Zwischen dem Alter von 9-15 Jahren werden Vagina und Gebärmutter größer. Die Gebärmutter ist das Organ, in dem ein Baby wächst. Die Vagina ist eine Röhre, die von der Gebärmutter zur Außenseite des Körpers führt. Die Öffnung der Vagina befindet sich innerhalb der Vulva, zwischen den Beinen. Um die Scheide sauber zu halten, kann eine klare oder weissliche Flüssigkeit aus der Scheide ausfliessen.

Standort

Die Vagina ist der Schlauch, der von der Gebärmutter zur Außenseite des Körpers führt. Die Öffnung befindet sich zwischen den Beinen, innerhalb der Schamlippe, hinter der Öffnung zur Harnröhre und vor dem Anus.

Die Öffnung zur Vagina befindet sich hinter der Harnröhrenöffnung und vor dem PerineumZoom
Die Öffnung zur Vagina befindet sich hinter der Harnröhrenöffnung und vor dem Perineum

Anatomie

Die Vagina ist ein elastischer, muskulöser Schlauch. Sie beginnt am Gebärmutterhals und endet an der Vulva. Sie ist etwa 6 bis 7,5 Zentimeter (2,4 bis 3,0 Zoll) breit und 9 Zentimeter (3,5 Zoll) lang. Beim Geschlechtsverkehr und bei der Geburt wird die Scheide breiter und größer. Sie muss geschmiert werden, um sauber zu bleiben und Geschlechtsverkehr und Entbindung zu ermöglichen. Sie wird teilweise durch die Bartholin-Drüsen geschmiert. Diese Lubrikation ermöglicht auch den Spermien einen leichteren Zugang zur Befruchtung einer Eizelle.

Das vaginale Biom

Wie viele Gewebe besitzt die Vagina ein natürliches Biom, eine Flora und Fauna aus mikroskopisch kleinen Organismen. Die Vagina ist eine Schnittstelle zwischen dem Wirt und der Umwelt. Ihre Oberfläche ist von einem schützenden Epithel bedeckt, in dem Bakterien und andere Mikroorganismen wachsen. Die Ektozervix (das ist der vaginale Teil des Gebärmutterhalses) ist nicht steril, aber die Endozervix (das ist der Gebärmutterhalskanal) und der obere Genitaltrakt werden bei gesunden Frauen als steril angenommen. Der Gebärmutterhals ist also ein Torwächter, um den oberen Genitaltrakt (Eierstöcke und Eileiter) vor Mikroben zu schützen.

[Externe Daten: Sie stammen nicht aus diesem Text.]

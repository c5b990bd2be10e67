use std::env;

use config::{Config, Environment, File};
use dotenvy::dotenv;

use client_registry::models::config::ServerConfig;

fn load_config() -> Result<ServerConfig, config::ConfigError> {
    let app_env = env::var("APP_ENV").unwrap_or_else(|_| "local".to_string());

    Config::builder()
        .add_source(File::with_name("config/default"))
        .add_source(File::with_name(&format!("config/{app_env}")).required(false))
        .add_source(Environment::with_prefix("APP"))
        .build()?
        .try_deserialize()
}

#[actix_web::main]
async fn main() -> std::io::Result<()> {
    // Missing .env is fine, the variables may come from the environment.
    dotenv().ok();
    env_logger::init_from_env(env_logger::Env::default().default_filter_or("info"));

    let server_config = load_config().map_err(|e| {
        log::error!("Failed to load configuration: {e}");
        std::io::Error::other(format!("Failed to load configuration: {e}"))
    })?;

    client_registry::run(server_config).await
}
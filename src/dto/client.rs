//! JSON projection of a client returned by the API.

use chrono::{DateTime, Utc};
use serde::{Deserialize, Serialize};

use crate::domain::client::Client;

#[derive(Debug, Clone, Serialize, Deserialize, PartialEq)]
#[serde(rename_all = "camelCase")]
pub struct ClientDto {
    pub id: i32,
    pub name: String,
    pub cpf: String,
    pub income: f64,
    pub birth_date: DateTime<Utc>,
    pub children: i32,
}

impl From<Client> for ClientDto {
    fn from(client: Client) -> Self {
        Self {
            id: client.id.get(),
            name: client.name.into_inner(),
            cpf: client.cpf.into_inner(),
            income: client.income.get(),
            birth_date: client.birth_date,
            children: client.children.get(),
        }
    }
}

#[cfg(test)]
mod tests {
    use chrono::TimeZone;
    use serde_json::json;

    use super::*;
    use crate::domain::client::UpdateClient;
    use crate::domain::types::ClientId;

    #[test]
    fn serializes_with_api_field_names() {
        let birth = Utc.with_ymd_and_hms(1995, 6, 15, 7, 0, 0).unwrap();
        let client = UpdateClient::try_new("Laura Cristina", "88829955678", 5000.0, birth, 0)
            .unwrap()
            .apply_to(ClientId::new(10).unwrap());

        let json = serde_json::to_value(ClientDto::from(client)).unwrap();

        assert_eq!(
            json,
            json!({
                "id": 10,
                "name": "Laura Cristina",
                "cpf": "88829955678",
                "income": 5000.0,
                "birthDate": "1995-06-15T07:00:00Z",
                "children": 0,
            })
        );
    }
}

Die Forschung zu diesem Biom befindet sich noch in einem frühen Stadium. Lactobacillus-Arten werden mit der vaginalen Gesundheit in Verbindung gebracht, aber was sie tun, um die Vagina gesund zu halten, ist nicht bekannt. Ein großes Forschungsprogramm zu diesem Thema ist Teil des Humanen Mikrobiomprojekts (HMP).

Der GebärmutterhalsZoom
Der Gebärmutterhals

Funktionen

Veröffentlichung

Die Vagina gibt während der Menstruation Blut und Gewebe ab. Tampons oder andere Produkte können verwendet werden, um einen Teil des Blutes aufzunehmen.

Sexuelle Aktivität

Wenn eine Frau erregt ist, hat sie angenehme Gefühle in ihrem Genitalbereich. Die Vagina wird bis zu 8,5 Zentimeter (3,3 Zoll) breit. Sie kann mit mehr Stimulation größer werden. Beim Geschlechtsverkehr wird der Penis des Mannes in die Vagina der Frau eingeführt. Die Scheide ist warm und weich, und sie übt Druck auf den Penis des Mannes aus. Das kann sich für beide Partner gut anfühlen und bringt den Mann in der Regel nach wiederholten Stössen zum Orgasmus. Für den Orgasmus bei Frauen hat die Vagina deutlich weniger Nervenenden als die Klitoris, weshalb das Reiben oder ein anderer konstanter Druck auf die Klitoris in der Regel erforderlich ist, um der Frau zu einem Orgasmus zu verhelfen. Während des Orgasmus des Mannes ejakuliert er Samen aus seinem Penis in die Vagina. Der Samen enthält Sperma. Die Spermien können aus der Vagina in die Gebärmutter gelangen, um eine Eizelle zu befruchten und eine Frau schwanger zu machen.

Der G-Punkt kann ein hochsensibler Bereich in der Nähe des Eingangs in die menschliche Vagina sein. Wenn er stimuliert wird, führt er bei manchen Frauen zu einem starken Orgasmus oder zu einer weiblichen Ejakulation. Einige Ärzte und Forscher, die sich auf die Anatomie der Frau spezialisiert haben, glauben, dass es den G-Punkt nicht gibt und dass er, wenn es ihn gibt, eine Verlängerung der Klitoris ist.

Geburten

Während der Geburt dient die Vagina als Weg für das Kind, den Körper der Mutter zu verlassen. Die Vagina ist sehr elastisch und dehnt sich während der Geburt auf ein Vielfaches ihres normalen Durchmessers.

Schwangerschaft

Das Sperma muss oben in der Scheide in der Nähe des Gebärmutterhalses deponiert werden und die Eizelle (Ei) befruchten, wenn eine Schwangerschaft eintreten soll. Bei einer normalen Entbindung kommen die Babys durch die Scheide heraus.